In Aim 2, we will determine efficacy of molecular probes inhibiting SOX11-DNA binding in vitro and in vivo models of BTKi or BCL2i resistant MCL.
In Aim 3, we determine the mechanism by which SOX11 cooperates with CCND1 in vitro and in vivo to drive MCL. The therapeutic advantages of inhibiting SOX11 may be substantial, as the majority of MCL patients still relapse after immune-chemotherapy and die despite the advent of novel targeted therapeutics such as BTKi or BCL2i. We have recently identified through structural modeling of SOX11, a family of novel small molecule probes that inhibit the SOX11-DNA interaction with potent anti-MCL cytotoxicity in vitro. We have exciting preliminary data consistent with our hypothesis to demonstrate that SOX11i can overcome BTKi and BCL2i resistance in vitro. Prof. Michael Wang, a leading MCL researcher and a co-investigator in this proposal, has developed patient- derived BTKi-resistant and BCL2i-resistant primary MCL cells and corresponding PDX murine models. Our proposal brings together complementary elements including unique transgenic animal models, unique molecular probes inhibiting SOX11, patient-derived primary MCL models resistant to current standard of care, and functional studies for expanding our understanding of MCL pathogenesis to identify new targets and therapeutic options for patients with this challenging disease.

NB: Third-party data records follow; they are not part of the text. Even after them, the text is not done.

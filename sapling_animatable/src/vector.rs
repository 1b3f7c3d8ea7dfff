// Copyright 2025 the Sapling Authors
// SPDX-License-Identifier: Apache-2.0 OR MIT

//! The [`VectorArithmetic`] trait and its scalar and Kurbo implementations.

use core::fmt;
use core::ops::{Add, AddAssign, Sub, SubAssign};

use kurbo::Vec2;

/// A value that behaves like an element of a real vector space.
///
/// Implementations form an additive group with [`VectorArithmetic::zero`] as
/// identity and support multiplication by a scalar. That is all linear
/// interpolation needs: `from + (to - from) * t`.
///
/// Composite values are built by nesting
/// [`AnimatablePair`](crate::AnimatablePair)s, so every operation here is
/// defined component-wise.
///
/// ```
/// use sapling_animatable::VectorArithmetic;
///
/// let mut v = 3.0_f64;
/// v.scale(2.0);
/// assert_eq!(v, 6.0);
/// assert_eq!(v.magnitude_squared(), 36.0);
/// assert_eq!(v + f64::zero(), v);
/// ```
pub trait VectorArithmetic:
    Clone
    + PartialEq
    + fmt::Debug
    + Add<Output = Self>
    + Sub<Output = Self>
    + AddAssign
    + SubAssign
    + 'static
{
    /// The additive identity.
    fn zero() -> Self;

    /// Multiplies every component by `rhs` in place.
    fn scale(&mut self, rhs: f64);

    /// The dot product of the value with itself.
    fn magnitude_squared(&self) -> f64;

    /// Returns a copy with every component multiplied by `rhs`.
    #[must_use]
    fn scaled_by(&self, rhs: f64) -> Self {
        let mut v = self.clone();
        v.scale(rhs);
        v
    }

    /// Returns the additive inverse.
    #[must_use]
    fn negated(&self) -> Self {
        self.scaled_by(-1.0)
    }

    /// Euclidean length of the value.
    fn magnitude(&self) -> f64 {
        self.magnitude_squared().sqrt()
    }

    /// Returns `true` if this value equals the additive identity.
    fn is_zero(&self) -> bool {
        *self == Self::zero()
    }
}

impl VectorArithmetic for f64 {
    fn zero() -> Self {
        0.0
    }

    fn scale(&mut self, rhs: f64) {
        *self *= rhs;
    }

    fn magnitude_squared(&self) -> f64 {
        self * self
    }
}

impl VectorArithmetic for f32 {
    fn zero() -> Self {
        0.0
    }

    #[expect(
        clippy::cast_possible_truncation,
        reason = "f32 data is scaled in f64 and narrowed back on purpose"
    )]
    fn scale(&mut self, rhs: f64) {
        *self = (f64::from(*self) * rhs) as Self;
    }

    fn magnitude_squared(&self) -> f64 {
        let v = f64::from(*self);
        v * v
    }
}

impl VectorArithmetic for Vec2 {
    fn zero() -> Self {
        Self::ZERO
    }

    fn scale(&mut self, rhs: f64) {
        *self *= rhs;
    }

    fn magnitude_squared(&self) -> f64 {
        self.hypot2()
    }
}

/// Linearly interpolates between two vectors.
///
/// `t = 0` yields `from`, `t = 1` yields `to`; values outside `0..=1`
/// extrapolate.
#[must_use]
pub fn mix<V: VectorArithmetic>(from: &V, to: &V, t: f64) -> V {
    let mut delta = to.clone() - from.clone();
    delta.scale(t);
    from.clone() + delta
}
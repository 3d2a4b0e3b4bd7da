use std::fmt::Debug;
use std::sync::Arc;

/// Type of log event, used for styling messages in the UI.
#[derive(Debug, Clone, Copy, PartialEq, Eq)]
pub enum LogType {
    /// General informational message.
    Info,
    /// Nothing to do for this item (already on disk, empty thread).
    Skip,
    /// File was downloaded.
    Success,
    /// An error occurred for a specific thread or file.
    Error,
}

/// Receives progress from the download queue.
///
/// The main progress counts threads; download tasks track the bytes of a single file.
pub trait ProgressListener: Send + Sync + Debug {
    /// Sets the total number of threads that will be processed.
    fn set_main_total(&self, total: u64);
    /// Signals that one thread has been processed.
    fn main_tick(&self);
    /// Signals that every thread has been processed.
    fn main_done(&self);

    /// Adds a new task tracking the download of a single file.
    ///
    /// `total_size` is the size advertised by the server, if any.
    fn add_download_task(
        &self,
        name: String,
        total_size: Option<u64>,
    ) -> Box<dyn DownloadProgressUpdater>;

    /// Logs a categorized status line about `target` (a board, a thread or a file).
    fn log_event(&self, log_type: LogType, target: &str, message: &str);
}

/// Updates the progress of a single file download.
pub trait DownloadProgressUpdater: Send + Sync + Debug {
    /// Sets the number of bytes written so far.
    fn set_progress(&self, bytes_downloaded: u64);
    /// Signals that this download is finished, successfully or not.
    fn finish(&self);
}

#[derive(Debug, Clone)]
pub struct NoOpProgressListener;

impl ProgressListener for NoOpProgressListener {
    fn set_main_total(&self, _total: u64) {}
    fn main_tick(&self) {}
    fn main_done(&self) {}
    fn add_download_task(
        &self,
        _name: String,
        _total_size: Option<u64>,
    ) -> Box<dyn DownloadProgressUpdater> {
        Box::new(NoOpDownloadProgressUpdater)
    }
    fn log_event(&self, _log_type: LogType, _target: &str, _message: &str) {}
}

#[derive(Debug, Clone)]
pub struct NoOpDownloadProgressUpdater;

impl DownloadProgressUpdater for NoOpDownloadProgressUpdater {
    fn set_progress(&self, _bytes_downloaded: u64) {}
    fn finish(&self) {}
}

pub type SharedProgressListener = Arc<dyn ProgressListener>;

/// Returns a shared instance of a `NoOpProgressListener`.
pub fn no_op_progress_listener() -> SharedProgressListener {
    Arc::new(NoOpProgressListener)
}
use thiserror::Error;

use crate::requests::FetchError;

#[derive(Error, Debug)]
pub enum ExtractorError {
    #[error("Failed to fetch {url}: {source}")]
    Fetch { url: String, source: FetchError },

    #[error("Imageboard returned an invalid response from {url}: {source}")]
    Decode {
        url: String,
        source: serde_json::Error,
    },
}
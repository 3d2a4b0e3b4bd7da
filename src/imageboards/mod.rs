//! Remote site description and the building blocks used to walk it.
//!
//! A chan-style imageboard exposes a read-only JSON API on one host and serves
//! attachments from a separate media host. Attachments may live in one of two
//! storage locations: the current content-addressed `file_store` or the legacy
//! per-board `src` directory.
use log::debug;
use std::path::{Path, PathBuf};

pub mod extractors;
pub mod macros;
pub mod post;
pub mod queue;

pub(crate) const DEFAULT_CLI_UA: &str =
    concat!("Rust Chan Downloader/", env!("CARGO_PKG_VERSION"));

/// Everything needed to talk to one imageboard and lay its files out on disk.
#[derive(Debug, Clone, PartialEq, Eq)]
pub struct ServerConfig {
    /// Human readable name, only used for display.
    pub pretty_name: String,
    /// Base URL of the JSON API, without a trailing slash.
    pub api_url: String,
    /// Base URL of the media host, without a trailing slash.
    pub media_url: String,
    pub client_user_agent: String,
    /// Name of the top level folder files are saved under.
    pub root_folder: String,
}

impl Default for ServerConfig {
    fn default() -> Self {
        Self {
            pretty_name: String::from("8chan"),
            api_url: String::from("https://8ch.net"),
            media_url: String::from("https://media.8ch.net"),
            client_user_agent: String::from(DEFAULT_CLI_UA),
            root_folder: String::from("8ch"),
        }
    }
}

impl ServerConfig {
    /// Paged index of every thread in `board`.
    #[inline]
    pub fn thread_list_url(&self, board: &str) -> String {
        format!("{}/{}/threads.json", self.api_url, board)
    }

    /// Full post list of a single thread.
    #[inline]
    pub fn post_list_url(&self, board: &str, thread: u64) -> String {
        format!("{}/{}/res/{}.json", self.api_url, board, thread)
    }

    /// Current, content-addressed location of an attachment.
    #[inline]
    pub fn file_url(&self, address: &str) -> String {
        format!("{}/file_store/{}", self.media_url, address)
    }

    /// Legacy per-board location of an attachment.
    #[inline]
    pub fn legacy_file_url(&self, board: &str, address: &str) -> String {
        format!("{}/{}/src/{}", self.media_url, board, address)
    }
}

/// Returns the folder a thread's files are saved to: `<main_path>/<root>/<board>/<thread>`.
///
/// ```rust
/// use chan_downloader::imageboards::{generate_thread_path, ServerConfig};
/// use std::path::{Path, PathBuf};
///
/// let path = generate_thread_path(Path::new("."), &ServerConfig::default(), "tech", 1234);
///
/// assert_eq!(PathBuf::from("./8ch/tech/1234"), path);
/// ```
#[inline]
pub fn generate_thread_path(
    main_path: &Path,
    server: &ServerConfig,
    board: &str,
    thread: u64,
) -> PathBuf {
    let out = main_path
        .join(&server.root_folder)
        .join(board)
        .join(thread.to_string());
    debug!("Target dir: {}", out.display());
    out
}
/// Builds a `reqwest::Client` carrying the user agent of a [`ServerConfig`](crate::imageboards::ServerConfig).
///
/// Must be used inside a function returning a `Result` whose error converts from `reqwest::Error`.
#[macro_export]
macro_rules! client {
    ($x:expr) => {{
        reqwest::Client::builder()
            .user_agent($x.client_user_agent.as_str())
            .build()?
    }};
}

/// Joins a board and thread into the short `/board/thread` form used in progress lines.
#[macro_export]
macro_rules! thread_target {
    ($board:expr, $thread:expr) => {{
        format!("/{}/{}", $board, $thread)
    }};
}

Mantle Cell Lymphoma is an aggressive and usually fatal subtype of Non-Hodgkin's Lymphoma whose pathogenesis is poorly understood, and new therapeutic options are urgently needed to improve the care of MCL patients. The transcription factor SOX11 is over-expressed in over 90% of MCL tumors and is associated with poor prognosis. Using a combinatorial approach that incorporates novel mouse models of MCL, small molecule SOX11 inhibitors, Ibrutinib(BTKi) and/or Venetoclax(BCL2i) resistant primary samples and PDX models, this application will define the role of SOX11 overexpression in MCL and explore the utility of inhibiting SOX11 directly as a novel therapeutic avenue for this incurable disease.